Они ушли благополучно, хотя прожектор время от времени подметал гладь, вызывая нервный писк в заречных тростниках, где миллионными стаями селились птицы-ткачики.

Скоро Аштор стало совсем худо. Она лежала, не поднимаясь и не проявляя интереса к окружающему. День и ночь глаза были прикрыты опухшими веками. Ориане едва удавалось накормить ее вязкой кашицей - на барже обнаружили запас манной крупы. Твердая пища причиняла Аштор сильную боль, она стонала и отплевывалась. Десны опухли и кровоточили все сильнее, во рту появились язвы.

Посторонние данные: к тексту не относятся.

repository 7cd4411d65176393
use kurdmed_core::domain::{
    localization::Language,
    preferences::{PreferenceUpdate, Theme},
};
use serde::{Deserialize, Serialize};
use utoipa::ToSchema;
use validator::Validate;

#[derive(Debug, Serialize, Deserialize, ToSchema, Validate)]
#[serde(rename_all = "camelCase")]
pub struct UpdatePreferencesRequest {
    pub theme: Option<Theme>,
    pub language: Option<Language>,
    pub onboarding_complete: Option<bool>,
}

impl From<UpdatePreferencesRequest> for PreferenceUpdate {
    fn from(request: UpdatePreferencesRequest) -> Self {
        Self {
            theme: request.theme,
            language: request.language,
            onboarding_complete: request.onboarding_complete,
        }
    }
}
use kurdmed_core::domain::localization::Language;
use serde::{Deserialize, Serialize};
use utoipa::ToSchema;
use validator::Validate;

pub const MAX_IMAGE_SIZE: usize = 10 * 1024 * 1024; // 10MB

#[derive(Debug, Serialize, Deserialize, ToSchema, Validate)]
pub struct IdentifyByNameRequest {
    #[validate(length(max = 200, message = "name must be at most 200 characters"))]
    pub name: String,
    #[validate(length(min = 1, max = 2000, message = "prompt must be between 1 and 2000 characters"))]
    pub prompt: Option<String>,
    pub language: Option<Language>,
}

/// Multipart form accepted by the image endpoint (documentation only).
#[derive(ToSchema)]
pub struct IdentifyByImageForm {
    /// Packaging photo, any `image/*` type, at most 10 MB.
    #[schema(value_type = String, format = Binary)]
    pub image: String,
    pub prompt: Option<String>,
    pub language: Option<Language>,
}
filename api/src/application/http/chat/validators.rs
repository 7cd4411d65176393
use kurdmed_core::domain::{chat::ConversationTurn, localization::Language};
use serde::{Deserialize, Serialize};
use utoipa::ToSchema;
use validator::Validate;

use crate::application::http::server::device_sessions::KurdMedChatView;

#[derive(Debug, Default, Serialize, Deserialize, ToSchema, Validate)]
pub struct StartChatRequest {
    pub language: Option<Language>,
}

#[derive(Debug, Serialize, Deserialize, ToSchema, Validate)]
pub struct SendChatMessageRequest {
    #[validate(length(max = 5000, message = "message must be at most 5000 characters"))]
    pub message: String,
    pub language: Option<Language>,
}

/// Visible chat state of a device.
#[derive(Debug, PartialEq, Serialize, Deserialize, ToSchema)]
#[serde(rename_all = "camelCase")]
pub struct ChatState {
    pub session_id: Option<String>,
    pub language: Option<Language>,
    pub sessions_created: usize,
    pub turns: Vec<ConversationTurn>,
}

impl From<&KurdMedChatView> for ChatState {
    fn from(view: &KurdMedChatView) -> Self {
        Self {
            session_id: view.manager.session().map(|session| session.id.to_string()),
            language: view.manager.current_language(),
            sessions_created: view.manager.sessions_created(),
            turns: view.transcript.turns().to_vec(),
        }
    }
}

#[derive(Debug, PartialEq, Serialize, Deserialize, ToSchema)]
pub struct ChatStateResponse {
    pub data: ChatState,
}
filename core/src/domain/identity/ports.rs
use std::future::Future;

use crate::domain::identity::entities::{AuthError, AuthenticatedUser};

#[cfg_attr(test, mockall::automock)]
pub trait IdentityProvider: Send + Sync {
    /// Exchanges a Google ID token for the provider's user record.
    fn sign_in_with_google(
        &self,
        id_token: String,
    ) -> impl Future<Output = Result<AuthenticatedUser, AuthError>> + Send;
}
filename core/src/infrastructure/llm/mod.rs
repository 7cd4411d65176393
pub mod gemini_client;

pub use gemini_client::GeminiLLMClient;
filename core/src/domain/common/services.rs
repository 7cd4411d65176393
use std::sync::Arc;

use crate::domain::medication::ports::LLMClient;

/// Application service. Domain modules add their behaviour through trait impls
/// (`MedicationService`, ...) on this type.
pub struct Service<LLM>
where
    LLM: LLMClient,
{
    pub(crate) llm_client: Arc<LLM>,
}

impl<LLM> Clone for Service<LLM>
where
    LLM: LLMClient,
{
    fn clone(&self) -> Self {
        Self {
            llm_client: self.llm_client.clone(),
        }
    }
}

impl<LLM> Service<LLM>
where
    LLM: LLMClient,
{
    pub fn new(llm_client: LLM) -> Self {
        Self {
            llm_client: Arc::new(llm_client),
        }
    }

    pub fn llm_client(&self) -> Arc<LLM> {
        self.llm_client.clone()
    }
}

На десятый день пришла большая, неожиданная удача. Наугад обшаривая эфир, пилот каждый вечер убеждался, что мир Избранных почти угас. Еще можно было изредка разобрать полустертый помехами рапорт командира "черной стрелы" или стальной рев сверхмощной радиостанции Меру: "Всем Избранным, независимо от посвящения, предписывается немедленно связаться с диспетчерской Внутреннего Круга на волнах..."

Да, жил еще эфир, но то была уже агония, тщетные попытки сохранить лоскутья гибнущей культуры. И вот среди панической сумятицы, межматериковой переклички постов, ставших недоступными друг для друга, как разные планеты, на фоне передаваемой каким-то безумцем танцевальной музыки, вдруг прорезался монотонно, настойчиво бормочущий голос: "Шаршу Энки вызывает Вирайю Конт... вызывает Аштор Аруми... сектор Двухречья вызывает..."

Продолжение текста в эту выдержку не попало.